Court Opinion

ID: 5446051
Source: CourtListenerOpinion
Date Created: 2022-01-08 18:10:54.491662+00
Date Added: 2024-06-11T08:32:11.586101
License: Public Domain

Beatty, C. J., dissenting.
I dissent. In my opinion the writ of prohibition should be made peremptory. A sale of property under an order of court void on its face *278will, of course, confer no title upon the purchaser, and there are remedies by which the owners may ultimately secure a judicial determination of the invalidity of the purchaser's claim, but in the mean time the marketable value of the property is impaired, if not destroyed, and this injury can be prevented in no other way than by prohibition. No other remedy is fully adequate to prevent injury.
< But aside from this, I think the order appointing a receiver of the real property was an excess of jurisdiction.

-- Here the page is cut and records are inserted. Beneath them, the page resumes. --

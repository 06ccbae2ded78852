//! Sorted map - binary search over an ordered entry store

use ordo_core::{Comparator, Value};
use tracing::{debug, trace, warn};

use crate::{EntryStore, MapError, MapResult, VecStore};

/// Map keyed by [`Value`] in ascending comparator order
///
/// Stateless logic over the store: every operation is a run of store reads
/// followed by at most one store mutation. Keys in the store are kept
/// strictly ascending, so no two keys are equal.
#[derive(Clone, Debug)]
pub struct SortedMap<S> {
    store: S,
    comparator: Comparator,
}

impl<V> SortedMap<VecStore<V>> {
    /// Empty map over an in-memory store
    pub fn new() -> Self {
        SortedMap {
            store: VecStore::new(),
            comparator: Comparator::new(),
        }
    }

    /// Build from unordered entries; for repeated keys the last value wins
    pub fn from_entries<I>(entries: I) -> MapResult<Self>
    where
        I: IntoIterator<Item = (Value, V)>,
    {
        let mut map = SortedMap::new();
        for (key, value) in entries {
            map.set(key, value)?;
        }
        Ok(map)
    }
}

impl<V> Default for SortedMap<VecStore<V>> {
    fn default() -> Self {
        Self::new()
    }
}

impl<S: EntryStore> SortedMap<S> {
    /// Wrap an existing store, which must already be strictly ascending
    pub fn from_store(store: S) -> MapResult<Self> {
        SortedMap::with_comparator(store, Comparator::new())
    }

    /// Wrap an existing store ordered by `comparator`
    pub fn with_comparator(store: S, comparator: Comparator) -> MapResult<Self> {
        if !comparator.config().is_exact() {
            warn!(
                tolerance = comparator.config().tolerance,
                "approximate comparator used to order map keys"
            );
        }

        for index in 1..store.len() {
            let (prev, _) = store.entry_at(index - 1);
            let (next, _) = store.entry_at(index);
            if !comparator.less_than(prev, next)? {
                return Err(MapError::UnsortedStore { index });
            }
        }

        Ok(SortedMap { store, comparator })
    }

    #[inline]
    pub fn comparator(&self) -> &Comparator {
        &self.comparator
    }

    #[inline]
    pub fn store(&self) -> &S {
        &self.store
    }

    pub fn into_store(self) -> S {
        self.store
    }

    #[inline]
    pub fn len(&self) -> usize {
        self.store.len()
    }

    #[inline]
    pub fn is_empty(&self) -> bool {
        self.store.is_empty()
    }

    /// Find `key`, returning its index or the index it would be inserted at
    ///
    /// Narrows the open interval between the last index known to hold a
    /// smaller key and the first index known to hold a key not smaller.
    /// At most `O(log n)` comparator calls.
    pub fn search(&self, key: &Value) -> MapResult<(usize, bool)> {
        // lo is one past the last smaller key, hi the first key not smaller
        let (mut lo, mut hi) = (0, self.store.len());
        while lo < hi {
            let mid = (lo + hi - 1) / 2;
            let (probe, _) = self.store.entry_at(mid);
            if self.comparator.less_than(probe, key)? {
                lo = mid + 1;
            } else if self.comparator.less_than(key, probe)? {
                hi = mid;
            } else {
                return Ok((mid, true));
            }
        }
        Ok((hi, false))
    }

    pub fn contains_key(&self, key: &Value) -> MapResult<bool> {
        Ok(self.search(key)?.1)
    }

    /// Value stored under `key`
    pub fn get(&self, key: &Value) -> MapResult<&S::Item> {
        match self.search(key)? {
            (index, true) => Ok(self.store.entry_at(index).1),
            (index, false) => {
                debug!(index, "lookup missed");
                Err(MapError::key_not_found(key))
            }
        }
    }

    pub fn get_mut(&mut self, key: &Value) -> MapResult<&mut S::Item> {
        match self.search(key)? {
            (index, true) => Ok(self.store.value_at_mut(index)),
            (_, false) => Err(MapError::key_not_found(key)),
        }
    }

    /// Value stored under `key`, or `default` when absent
    pub fn get_or_default<'a>(
        &'a self,
        key: &Value,
        default: &'a S::Item,
    ) -> MapResult<&'a S::Item> {
        match self.search(key)? {
            (index, true) => Ok(self.store.entry_at(index).1),
            (_, false) => Ok(default),
        }
    }

    /// Insert or update, returning the replaced value
    pub fn set(&mut self, key: Value, value: S::Item) -> MapResult<Option<S::Item>> {
        match self.search(&key)? {
            (index, true) => {
                trace!(index, "updating entry");
                Ok(Some(self.store.set_value_at(index, value)))
            }
            (index, false) => {
                trace!(index, len = self.store.len(), "inserting entry");
                self.store.insert_at(index, key, value);
                Ok(None)
            }
        }
    }

    /// Value under `key`, inserting `default` first when absent
    pub fn set_default(&mut self, key: Value, default: S::Item) -> MapResult<&mut S::Item> {
        let index = match self.search(&key)? {
            (index, true) => index,
            (index, false) => {
                trace!(index, len = self.store.len(), "inserting default entry");
                self.store.insert_at(index, key, default);
                index
            }
        };
        Ok(self.store.value_at_mut(index))
    }

    /// Remove `key`, returning its value
    pub fn delete(&mut self, key: &Value) -> MapResult<S::Item> {
        match self.search(key)? {
            (index, true) => {
                trace!(index, "deleting entry");
                Ok(self.store.delete_at(index).1)
            }
            (_, false) => Err(MapError::key_not_found(key)),
        }
    }

    /// Entries in ascending key order
    pub fn iter(&self) -> impl Iterator<Item = (&Value, &S::Item)> + '_ {
        (0..self.store.len()).map(move |i| self.store.entry_at(i))
    }

    pub fn keys(&self) -> impl Iterator<Item = &Value> + '_ {
        self.iter().map(|(k, _)| k)
    }

    pub fn values(&self) -> impl Iterator<Item = &S::Item> + '_ {
        self.iter().map(|(_, v)| v)
    }

    /// Entry with the least key
    pub fn first(&self) -> Option<(&Value, &S::Item)> {
        (!self.is_empty()).then(|| self.store.entry_at(0))
    }

    /// Entry with the greatest key
    pub fn last(&self) -> Option<(&Value, &S::Item)> {
        let len = self.store.len();
        (len > 0).then(|| self.store.entry_at(len - 1))
    }
}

The superior court has no power to appoint a receiver, except as authorized by the statute, and the only authority claimed for the court in this case is subdivision 6 of section 564 of the Code of Civil Procedure, which reads as follows: “In all other cases where receivers have heretofore been appointed by the usages of courts of equity.” There has never been any usage of courts of equity to appoint receivers in actions for the partition of lands between co-tenants, unless, superadded to the facts justi. fying a partition, there were other facts of an equitable nature rendering such appointment necessary. In this case the petition shows affirmatively that no such facts existed in the action to partition the realty, and consequently there was no case for the appointment of a receiver of the realty. Without a case the power does not exist.
The decision in Goodale v. District Court, 56 Cal. 26, is entirely consistent with these views.